David Binet : L’identification du risque représenté par ce lac s’inscrit dans le cadre du plan d’actions interministériel 2024-2026 « Stratégie relative aux risques d’origines glaciaire et périglaciaire », qui avait été initié en 2020 par le ministère de la Transition écologique. Ce plan poursuit quatre objectifs : renforcer la recherche pour la prévention de ces risques, caractériser les aléas et les zones à risque afin d’identifier les sites nécessitant prioritairement des actions de prévention et/ou de protection dans les Alpes et les Pyrénées, prévenir les risques et gérer les sites à risque, enfin informer et développer une culture du risque. Dans le cas de Pralognan, dès lors que le risque a été identifié, le projet a été piloté par l’État via la Préfecture de Savoie jusqu’en mars 2025, puis par la commune de Pralognan en tant que maître d’ouvrage des travaux. Des investigations par radar ont complété les informations fournies par les images satellites et par la reconnaissance de terrain. Les relevés radars ont permis de connaître l’épaisseur de la glace et d’interpréter la forme du rocher sous le glacier.

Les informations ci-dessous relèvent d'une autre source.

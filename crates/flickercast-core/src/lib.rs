//! flickercast signaling core
//!
//! This crate turns operator commands into a per-frame overlay intensity that
//! a light sensor pointed at the screen can decode.
//!
//! # Overview
//!
//! The signal is binary FSK on a 60 Hz frame clock:
//!
//! - **Frame clock** - wrapping 0..60 counter advanced once per tick
//! - **Bit source** - manual override, BER test pattern or queued word bits
//! - **Modulator** - bit 0 pulses at 15 Hz, bit 1 at 20 Hz, at one of two depths
//! - **Command channel** - operator input from another thread, drained per tick
//!
//! One bit is latched every 12 frames (5 bits per second). Window creation,
//! image drawing and the console are collaborators outside this crate; they
//! meet it at [`DisplaySurface`] and [`CommandSender`].
//!
//! # Example
//!
//! ```
//! use flickercast_core::{Bit, Command, TransmitterState};
//!
//! let mut tx = TransmitterState::default();
//! tx.apply(Command::EnqueueWord("A".to_string()));
//!
//! let first = tx.tick();
//! assert_eq!(first.sample.bit, Some(Bit::Zero));
//! assert_eq!(first.sample.intensity, 0.0);
//!
//! let second = tx.tick();
//! assert_eq!(second.sample.intensity, 0.1);
//! ```
//!
//! # Crate Structure
//!
//! - [`bit`] - logical bit type
//! - [`clock`] - frame clock and timing constants
//! - [`command`] - commands and the command channel
//! - [`config`] - transmitter tunables
//! - [`encode`] - word to bit encoding
//! - [`error`] - error types
//! - [`modulator`] - FSK intensity function and amplitude levels
//! - [`source`] - bit producers and their precedence
//! - [`surface`] - frame samples and the display seam
//! - [`transmitter`] - owned transmitter state and the tick pipeline

pub mod bit;
pub mod clock;
pub mod command;
pub mod config;
pub mod encode;
pub mod error;
pub mod modulator;
pub mod source;
pub mod surface;
pub mod transmitter;

// Re-export main types at crate root
pub use bit::Bit;
pub use clock::{FrameClock, FRAME_RATE_HZ, POLL_WINDOW, SUPERFRAME_LEN};
pub use command::{channel, ChannelClosed, Command, CommandInbox, CommandSender, Received};
pub use config::TransmitterConfig;
pub use encode::encode_word;
pub use error::{ConfigError, EncodeError, EncodeResult};
pub use modulator::{intensity, Amplitude, Carrier};
pub use source::{ActiveSource, BitSource, SourceKind, DEFAULT_BER_LENGTH};
pub use surface::{DisplaySurface, FrameSample};
pub use transmitter::{Step, Tick, Transmitter, TransmitterState, TxEvent, TxStats};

Plusieurs scénarios ont ensuite été analysés pour finalement retenir une hypothèse pessimiste réaliste : un risque de vidange rapide et donc d’inondation d’une partie de Pralognan (secteur Isertan) avec apport de matériaux (boue, graviers…).

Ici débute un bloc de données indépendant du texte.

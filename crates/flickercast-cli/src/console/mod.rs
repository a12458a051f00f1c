//! Line-oriented operator console.

pub mod input;
pub mod parser;

pub use input::{run_input, spawn_stdin, write_help, InputEnd, PROMPT};
pub use parser::{parse_line, ConsoleInput};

Martine Blanc : La décision d’engager des travaux a été prise en mars 2025 car on a voulu écarter tout risque de vidange rapide du lac, la fonte des glaces étant de plus en plus importante d’année en année (de l’ordre de 3 m par an). Les travaux se sont déroulés en juillet et août 2025, après la canicule observée au mois de juin. Cette période de l’année était la plus propice pour réaliser un chantier en altitude qui impose des délais d’intervention restreints et où l’eau est suffisamment chaude pour faciliter l’incision dans la glace du chenal et favoriser un écoulement maîtrisé. Par mesure de précaution, à l’issue d’une réunion avec la sous-commission départementale pour la sécurité des terrains de camping et de stationnement de caravanes, la décision unanime de fermer préventivement le camping municipal de Pralognan, « Le Chamois » pour l’été 2025 a été entérinée par arrêté municipal car il était exposé à un risque d’inondation en cas de vidange rapide.

Quelles sont les sources d’inspiration que vous avez suivies pour vous faire une idée de ce projet ?

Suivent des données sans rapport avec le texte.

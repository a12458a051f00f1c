//! Word-to-bit encoding.
//!
//! Every character becomes one byte, sent most significant bit first.
//! Characters U+0000..=U+00FF map to their code point (Latin-1); anything
//! wider rejects the whole word so a queue never holds half a word.

use crate::bit::Bit;
use crate::error::{EncodeError, EncodeResult};

/// Bits produced per character.
pub const BITS_PER_CHAR: usize = 8;

/// Encodes a single byte MSB first.
pub fn byte_to_bits(byte: u8) -> [Bit; BITS_PER_CHAR] {
    let mut bits = [Bit::Zero; BITS_PER_CHAR];
    for (i, slot) in bits.iter_mut().enumerate() {
        *slot = Bit::from((byte >> (7 - i)) & 1 == 1);
    }
    bits
}

/// Encodes a word into its bit sequence.
///
/// # Errors
/// Returns [`EncodeError::UnencodableChar`] for the first character whose
/// code point is above U+00FF.
pub fn encode_word(text: &str) -> EncodeResult<Vec<Bit>> {
    let mut bits = Vec::with_capacity(text.len() * BITS_PER_CHAR);
    for (index, ch) in text.chars().enumerate() {
        let code = ch as u32;
        let byte =
            u8::try_from(code).map_err(|_| EncodeError::UnencodableChar { ch, index, code })?;
        bits.extend_from_slice(&byte_to_bits(byte));
    }
    Ok(bits)
}

#[cfg(test)]
mod tests {
    use super::*;
    use pretty_assertions::assert_eq;

    fn as_u8s(bits: &[Bit]) -> Vec<u8> {
        bits.iter().map(|b| b.as_u8()).collect()
    }

    #[test]
    fn test_ascii_a() {
        let bits = encode_word("A").unwrap();
        assert_eq!(as_u8s(&bits), vec![0, 1, 0, 0, 0, 0, 0, 1]);
    }

    #[test]
    fn test_character_order_preserved() {
        let bits = encode_word("Hi").unwrap();
        assert_eq!(
            as_u8s(&bits),
            vec![0, 1, 0, 0, 1, 0, 0, 0, 0, 1, 1, 0, 1, 0, 0, 1]
        );
    }

    #[test]
    fn test_latin1_accepted() {
        let bits = encode_word("é").unwrap();
        assert_eq!(as_u8s(&bits), vec![1, 1, 1, 0, 1, 0, 0, 1]);
    }

    #[test]
    fn test_wide_char_rejects_word() {
        let err = encode_word("ok€").unwrap_err();
        assert_eq!(
            err,
            EncodeError::UnencodableChar {
                ch: '€',
                index: 2,
                code: 0x20AC
            }
        );
    }

    #[test]
    fn test_empty_word() {
        assert!(encode_word("").unwrap().is_empty());
    }
}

David Binet : Plusieurs massifs alpins ont été concernés par la formation de lacs glaciaires au cours de l’histoire récente. Un premier cas a eu lieu au Col d’Arsine dans les Hautes-Alpes en 1986. À partir des années 2000, les services de l’État sont intervenus en appui aux communes concernées à trois reprises : le lac glaciaire de Rochemelon à Bessans (Savoie) en 2005, le lac des Bossons à Chamonix (Haute-Savoie) en 2023 et le lac du Rosolin à Tignes-Champagny (Savoie) également en 2023. La situation du lac des Bossons était comparable à celle du Grand Marchet : un lac glaciaire formé récemment, qui grandit avec le retrait glaciaire et va inéluctablement se vidanger. En revanche le chantier a dû être organisé différemment : à Chamonix, le lac était situé à 1 800 m d’altitude, avec un accès au chantier pour le personnel et les engins plus facile qu’à Pralognan.

Martine Blanc : En effet, nous avons dû acheminer tout le matériel et les personnes par hélicoptère. Les pelles mécaniques ont été démontées en bas puis remontées sur le chantier, et une base de vie a été installée pour que les personnes puissent travailler dans de bonnes conditions (trois mobile homes, des toilettes sèches, des douches solaires…). L’ensemble des décisions a été pris en concertation avec le Parc national de la Vanoise pour limiter au maximum l’impact des travaux sur l’environnement.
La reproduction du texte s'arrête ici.